# Lista de ocorrências de trovoadas em PT



## jaribeiro (16 Out 2014 às 22:33)

Boas,

Alguém sabe onde é que posso obter uma lista de ocorrências de trovoadas em PT?

O site do ipma não encontro essa informação.

Obrigada


----------



## cm3pt (21 Jan 2015 às 10:02)

jaribeiro disse:


> Boas,
> 
> Alguém sabe onde é que posso obter uma lista de ocorrências de trovoadas em PT?
> 
> ...



Lista de trovoadas não tenho. Mas consegui uma lista de descargas eléctricas por mês e por ano com dados do IPMA (entre 2003 e 2009). Tenho o gráfico de ocorrências.







Como se pode ver, o gráfico tem dois máximos, na Primavera (mais destaque em Maio) e no início do Outono (Setembro). No Inverno a incidência é muito baixa e no Verão também existe uma descida considerável, sobretudo em Julho.


----------



## cm3pt (21 Jan 2015 às 10:29)

Piores tempestades do período em causa (nº de descargas eléctricas atmosféricas, DEA): 

2 de Agosto de 2003 -     1394
21 de Maio de 2004 -       3930
1 de Abril de 2005 -          4182
16 de Junho de 2006 -      4306
10 de Setembro de 2007 -  4951
21 de Setembro de 2008 -  3920
24 de Maio de 2009 -          2044

De memória posso acrescentar que (muito antes de haver dados de detectores de DEA) que me recordo muito bem dos seguintes episódios: 17 de Setembro de 1977, 15 de Setembro de 1979, 19 de Setembro de 1982, 5 de Junho de 1983, 7 de Agosto de 1983, 19 de Junho de 1984, 25 de Setembro de 1987, 16 de Junho de 1989, 1 de Junho de 1991 (caiu um raio na estação de rádio onde trabalhava), 23 de Maio de 1997, 1 de Setembro de 1999, 29 de Outubro de 2002 e (posterior a esta lista) 25 de Maio de 2011 (um verdadeiro festival de raios)



Outros dados (de 2003 a 2009): Número de episódios de trovoada em Portugal Continental - 368
                                                     Descargas eléctricas por km2 e por ano:
                                                           Valor médio nacional: *0.32* DEA/km2/a
                                                            Valor máximo: *0.62*  (Ferreira do Alentejo)
                                                             Valor mínimo: *0.02* (Vila do Bispo)


----------



## 1337 (21 Jan 2015 às 15:48)

No Inverno é quando há menos trovoada?

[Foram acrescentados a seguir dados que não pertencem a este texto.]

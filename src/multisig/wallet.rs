//! Multi-signature wallet contract
//!
//! Composes the signer registry, the threshold policy and the external
//! ledger/verifier/broadcaster into the wallet's public operations.

use super::error::{MultisigError, Result};
use super::interfaces::{BalanceLedger, SignatureVerifier, TransferBroadcaster};
use super::policy::ThresholdPolicy;
use super::registry::SignerRegistry;
use super::types::{Address, PublicKey, SignatureSet, Transfer, TransferIntent};
use chrono::Utc;
use serde::{Deserialize, Serialize};

/// Persistable snapshot of a wallet's own state
#[derive(Clone, Debug, PartialEq, Eq, Serialize, Deserialize)]
pub struct WalletState {
    /// Owner, also the account the wallet spends from
    pub owner: Address,
    pub required_signatures: u32,
    pub signers: SignerRegistry,
    /// Number of transfers executed so far
    pub nonce: u64,
}

/// An M-of-N wallet bound to its collaborators
pub struct WalletContract<L, V, B> {
    owner: Address,
    registry: SignerRegistry,
    policy: ThresholdPolicy,
    nonce: u64,
    ledger: L,
    verifier: V,
    broadcaster: B,
}

impl<L, V, B> WalletContract<L, V, B>
where
    L: BalanceLedger,
    V: SignatureVerifier,
    B: TransferBroadcaster,
{
    /// Create a wallet with no signers
    pub fn initialize(
        owner: Address,
        required_signatures: u32,
        ledger: L,
        verifier: V,
        broadcaster: B,
    ) -> Self {
        log::info!(
            "Initialized wallet {} requiring {} signature(s)",
            owner,
            required_signatures
        );

        Self {
            owner,
            registry: SignerRegistry::new(),
            policy: ThresholdPolicy::new(required_signatures),
            nonce: 0,
            ledger,
            verifier,
            broadcaster,
        }
    }

    /// Rebuild a wallet from a saved snapshot
    ///
    /// # Errors
    /// `CapacityExceeded` if the snapshot holds more signers than allowed.
    pub fn restore(state: WalletState, ledger: L, verifier: V, broadcaster: B) -> Result<Self> {
        let mut registry = SignerRegistry::new();
        for (signer, public_key) in state.signers.iter() {
            registry.add(*signer, *public_key)?;
        }

        Ok(Self {
            owner: state.owner,
            registry,
            policy: ThresholdPolicy::new(state.required_signatures),
            nonce: state.nonce,
            ledger,
            verifier,
            broadcaster,
        })
    }

    pub fn state(&self) -> WalletState {
        WalletState {
            owner: self.owner,
            required_signatures: self.policy.required(),
            signers: self.registry.clone(),
            nonce: self.nonce,
        }
    }

    // =========================================================================
    // Accessors
    // =========================================================================

    pub fn owner(&self) -> &Address {
        &self.owner
    }

    pub fn required_signatures(&self) -> u32 {
        self.policy.required()
    }

    pub fn registry(&self) -> &SignerRegistry {
        &self.registry
    }

    pub fn nonce(&self) -> u64 {
        self.nonce
    }

    pub fn ledger(&self) -> &L {
        &self.ledger
    }

    pub fn verifier(&self) -> &V {
        &self.verifier
    }

    pub fn broadcaster(&self) -> &B {
        &self.broadcaster
    }

    /// Hand the collaborators back, e.g. to persist them
    pub fn into_parts(self) -> (WalletState, L, V, B) {
        let state = self.state();
        (state, self.ledger, self.verifier, self.broadcaster)
    }

    /// Description like "2-of-3"
    pub fn description(&self) -> String {
        format!("{}-of-{}", self.policy.required(), self.registry.len())
    }

    // =========================================================================
    // Transfer operations
    // =========================================================================

    fn account_balance(&self) -> Result<i128> {
        let balance = self.ledger.balance(&self.owner);
        if balance < 0 {
            log::error!(
                "Ledger returned negative balance {} for {}",
                balance,
                self.owner
            );
            return Err(MultisigError::NegativeBalanceInvariant {
                account: self.owner,
                balance,
            });
        }
        Ok(balance)
    }

    /// Whether the wallet account holds at least `amount`
    ///
    /// # Errors
    /// `NegativeBalanceInvariant` if the ledger reports a negative balance.
    pub fn has_sufficient_balance(&self, amount: u128) -> Result<bool> {
        let balance = self.account_balance()?;
        Ok(balance as u128 >= amount)
    }

    /// The message signers must sign to authorize this transfer next
    pub fn transfer_intent(&self, recipient: Address, amount: u128) -> TransferIntent {
        TransferIntent {
            wallet: self.owner,
            recipient,
            amount,
            nonce: self.nonce,
        }
    }

    /// Check `signatures` against the registry and threshold for `intent`
    pub fn verify_signatures(
        &self,
        intent: &TransferIntent,
        signatures: &SignatureSet,
    ) -> Result<bool> {
        self.policy.verify(
            signatures,
            &intent.signing_data(),
            &self.registry,
            &self.verifier,
        )
    }

    fn is_valid_recipient(&self, recipient: &Address) -> bool {
        !recipient.is_null() && *recipient != self.owner
    }

    /// Move `amount` to `recipient` if every gate passes
    ///
    /// Gates run in this order and the first failure aborts with nothing
    /// debited or broadcast:
    /// 1. balance sufficiency (`InsufficientBalance`)
    /// 2. signature verification (`InvalidSignatures`)
    /// 3. recipient validity (`InvalidRecipient`)
    /// 4. amount positivity (`InvalidAmount`)
    pub fn execute_transaction(
        &mut self,
        recipient: Address,
        amount: u128,
        signatures: &SignatureSet,
    ) -> Result<Transfer> {
        let balance = self.account_balance()?;
        if (balance as u128) < amount {
            log::warn!(
                "Rejected transfer of {} from {}: balance {}",
                amount,
                self.owner,
                balance
            );
            return Err(MultisigError::InsufficientBalance { balance, amount });
        }

        let intent = self.transfer_intent(recipient, amount);
        if !self.verify_signatures(&intent, signatures)? {
            log::warn!(
                "Rejected transfer of {} from {}: signatures do not meet {}",
                amount,
                self.owner,
                self.description()
            );
            return Err(MultisigError::InvalidSignatures);
        }

        if !self.is_valid_recipient(&recipient) {
            return Err(MultisigError::InvalidRecipient(recipient));
        }

        if amount == 0 {
            return Err(MultisigError::InvalidAmount);
        }

        self.ledger.debit(&self.owner, amount)?;

        let transfer = Transfer {
            from: self.owner,
            to: recipient,
            amount,
            nonce: self.nonce,
            executed_at: Utc::now(),
        };
        self.broadcaster.send(&transfer);
        self.nonce += 1;

        log::info!(
            "Transferred {} from {} to {} (nonce {})",
            amount,
            transfer.from,
            transfer.to,
            transfer.nonce
        );

        Ok(transfer)
    }

    // =========================================================================
    // Administration (owner only)
    // =========================================================================

    fn ensure_owner(&self, caller: &Address) -> Result<()> {
        if *caller != self.owner {
            log::warn!("Rejected administrative call from {}", caller);
            return Err(MultisigError::NotOwner(*caller));
        }
        Ok(())
    }

    pub fn add_authorized_signer(
        &mut self,
        caller: &Address,
        signer: Address,
        public_key: PublicKey,
    ) -> Result<()> {
        self.ensure_owner(caller)?;
        self.registry.add(signer, public_key)?;
        log::info!("Authorized signer {} ({})", signer, self.description());
        Ok(())
    }

    pub fn remove_authorized_signer(&mut self, caller: &Address, signer: &Address) -> Result<()> {
        self.ensure_owner(caller)?;
        if self.registry.remove(signer).is_some() {
            log::info!("Removed signer {} ({})", signer, self.description());
            if !self.policy.is_reachable(&self.registry) {
                log::warn!(
                    "Wallet {} now requires more signatures than it has signers",
                    self.owner
                );
            }
        }
        Ok(())
    }

    pub fn update_required_signatures(
        &mut self,
        caller: &Address,
        required_signatures: u32,
    ) -> Result<()> {
        self.ensure_owner(caller)?;
        self.policy.set_required(required_signatures);
        if !self.policy.is_reachable(&self.registry) {
            log::warn!(
                "Wallet {} requires {} signatures but has only {} signers",
                self.owner,
                required_signatures,
                self.registry.len()
            );
        }
        Ok(())
    }
}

Isso não é bem assim..


----------



## vitamos (21 Jan 2015 às 16:52)

1337 disse:


> No Inverno é quando há menos trovoada? Isso não é bem assim..



Efectivamente é assim (pelo menos é o que os dados oficiais mostram). O que acontece é que no Inverno os episódios de instabilidade são grosso modo geradas por frentes, a maior parte com chuva de carácter estratiforme. Já nos períodos de transição e até no próprio Verão a instabilidade, nomeadamente a gerada por cut off's é muitas vezes acompanhada de trovoadas. Estas, com núcleos frios em altitude e temperaturas superiores à superfície são algumas vezes severas... Basta serem mais severas para como consequência gerar mais DEA's. De igual modo nos meses de transição, restos de tempestades tropicais, ou pelo menos forte actividade atlântica de cariz mais "tropical" têm mais facilidade em gerar trovoadas. 

Assim os meses de Inverno são os mais propícios, obviamente, a frio e a precipitação, mas o período menos favorável à ocorrência de trovoadas.


----------